In the early years of the 21st century, the Federal Reserve substituted a
rise in consumer debt to drive the economy in place of the missing rise in
consumer incomes. Low interest rates drove up housing prices, and people
refinanced their mortgages and spent the equity. The Federal Reserve kept the
economy alive by loading up consumers with debt that housing prices and
consumer incomes would soon be unable to support.
When debt and real estate prices reached unsustainable levels, the bubble
popped, and the ongoing financial crisis was upon us.
The cause of all of the problems is the offshoring of Americans’ jobs. When jobs
are moved offshore, consumers’ careers and incomes, and the GDP and payroll and
income tax base associated with those jobs, go with them. When the goods and
services produced for American markets by offshored labor are brought into the
US to be sold, the trade deficit rises, and downward pressure is put on the
dollar, pushing up domestic inflation. (On October 12, statistician John
Williams (shadowstats.com) reported that
“third-quarter wholesale inflation jumped to an annualized 6.2%.”)
Jobs offshoring is driven by Wall Street, “shareholder advocates,” the
threat of takeovers, and by large retailers, such as Walmart. By cutting labor
costs, profits go up.It is that simple. However, as a result of sending
American jobs to cheap labor countries, US consumer incomes go down.
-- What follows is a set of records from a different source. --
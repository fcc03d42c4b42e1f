use async_trait::async_trait;
use http::{header, HeaderMap, HeaderValue};
use reqwest::Client;
use tracing::{debug, warn};

use crate::{
    client::StatsSource,
    models::ergast::{Envelope, MrData},
};

const USER_AGENT: &str = "Mozilla/5.0 (Windows NT 10.0; Win64; x64) AppleWebKit/537.36 \
(KHTML, like Gecko) Chrome/124.0.0.0 Safari/537.36";

#[derive(Clone)]
pub struct JolpicaClient {
    base_url: String,
    client: Client,
}

impl JolpicaClient {
    pub fn new(base_url: &str) -> Result<Self, reqwest::Error> {
        let mut headers = HeaderMap::new();
        headers.insert(header::ACCEPT, HeaderValue::from_static("application/json"));
        headers.insert(header::USER_AGENT, HeaderValue::from_static(USER_AGENT));

        let client = Client::builder().default_headers(headers).build()?;
        Ok(Self {
            base_url: base_url.trim_end_matches('/').to_string(),
            client,
        })
    }

    fn url(&self, path: &str) -> String {
        format!("{}/{}", self.base_url, path.trim_start_matches('/'))
    }
}

#[async_trait]
impl StatsSource for JolpicaClient {
    async fn fetch(&self, path: &str) -> Option<MrData> {
        let url = self.url(path);
        debug!("GET {url}");

        let res = match self.client.get(&url).send().await {
            Ok(res) => res,
            Err(e) => {
                warn!("Request to {url} failed: {e}");
                return None;
            }
        };

        if !res.status().is_success() {
            warn!("HTTP error: {} for URL: {}", res.status(), url);
            return None;
        }

        match res.json::<Envelope>().await {
            Ok(envelope) => {
                if envelope.mr_data.is_none() {
                    warn!("Response from {url} has no MRData");
                }
                envelope.mr_data
            }
            Err(e) => {
                warn!("Failed to parse response from {url}: {e}");
                None
            }
        }
    }
}

#[cfg(test)]
mod tests {
    use super::*;
    use wiremock::matchers::{header, header_exists, method, path, query_param};
    use wiremock::{Mock, MockServer, ResponseTemplate};

    #[tokio::test]
    async fn test_fetch_success_sends_fixed_headers() {
        let mock_server = MockServer::start().await;

        let response_body = r#"{
            "MRData": {
                "total": "1",
                "DriverTable": {
                    "Drivers": [
                        {
                            "driverId": "max_verstappen",
                            "permanentNumber": "33",
                            "code": "VER",
                            "givenName": "Max",
                            "familyName": "Verstappen",
                            "nationality": "Dutch"
                        }
                    ]
                }
            }
        }"#;

        Mock::given(method("GET"))
            .and(path("/ergast/f1/2024/drivers/max_verstappen.json"))
            .and(header("accept", "application/json"))
            .and(header_exists("user-agent"))
            .respond_with(ResponseTemplate::new(200).set_body_string(response_body))
            .mount(&mock_server)
            .await;

        let client = JolpicaClient::new(&format!("{}/ergast/f1/", mock_server.uri())).unwrap();
        let data = client
            .fetch("2024/drivers/max_verstappen.json")
            .await
            .unwrap();
        let driver = data.first_driver().unwrap();
        assert_eq!(driver.code.as_deref(), Some("VER"));
        assert_eq!(driver.permanent_number.as_deref(), Some("33"));
    }

    #[tokio::test]
    async fn test_query_string_is_forwarded() {
        let mock_server = MockServer::start().await;

        Mock::given(method("GET"))
            .and(path("/2023/constructors/mercedes/results.json"))
            .and(query_param("limit", "100"))
            .respond_with(
                ResponseTemplate::new(200)
                    .set_body_string(r#"{"MRData": {"RaceTable": {"Races": []}}}"#),
            )
            .expect(1)
            .mount(&mock_server)
            .await;

        let client = JolpicaClient::new(&mock_server.uri()).unwrap();
        let data = client
            .fetch("/2023/constructors/mercedes/results.json?limit=100")
            .await
            .unwrap();
        assert!(data.races().is_empty());
    }

    #[tokio::test]
    async fn test_non_success_status_is_unavailable() {
        let mock_server = MockServer::start().await;

        Mock::given(method("GET"))
            .respond_with(ResponseTemplate::new(429))
            .mount(&mock_server)
            .await;

        let client = JolpicaClient::new(&mock_server.uri()).unwrap();
        assert!(client.fetch("2010/drivers/hamilton/results.json").await.is_none());
    }

    #[tokio::test]
    async fn test_garbage_body_is_unavailable() {
        let mock_server = MockServer::start().await;

        Mock::given(method("GET"))
            .respond_with(ResponseTemplate::new(200).set_body_string("<html>down</html>"))
            .mount(&mock_server)
            .await;

        let client = JolpicaClient::new(&mock_server.uri()).unwrap();
        assert!(client.fetch("2010/drivers.json").await.is_none());
    }

    #[tokio::test]
    async fn test_connection_refused_is_unavailable() {
        let client = JolpicaClient::new("http://127.0.0.1:1").unwrap();
        assert!(client.fetch("2010/drivers.json").await.is_none());
    }
}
The end
result is to destroy the domestic consumer market. What would have been US
consumer income growth becomes instead profit growth for US corporations.
Keynesian economists use in their textbooks the example of how the aggregate
effect of individual saving could be the opposite of the effect intended by the
individuals. Whereas each saver seeks to improve his position by building
wealth, in the aggregate saving could exceed investment, resulting in a decline
in aggregate demand and a fall in income for all. Offshoring has the same
logic. Each corporation can expect to gain more profits from moving US jobs
offshore, but the aggregate effect is a fall in American consumer incomes and a
reduction in the American consumer market.
I have told this story many times. But policymakers, the media, and
economists seem unable to connect the dots.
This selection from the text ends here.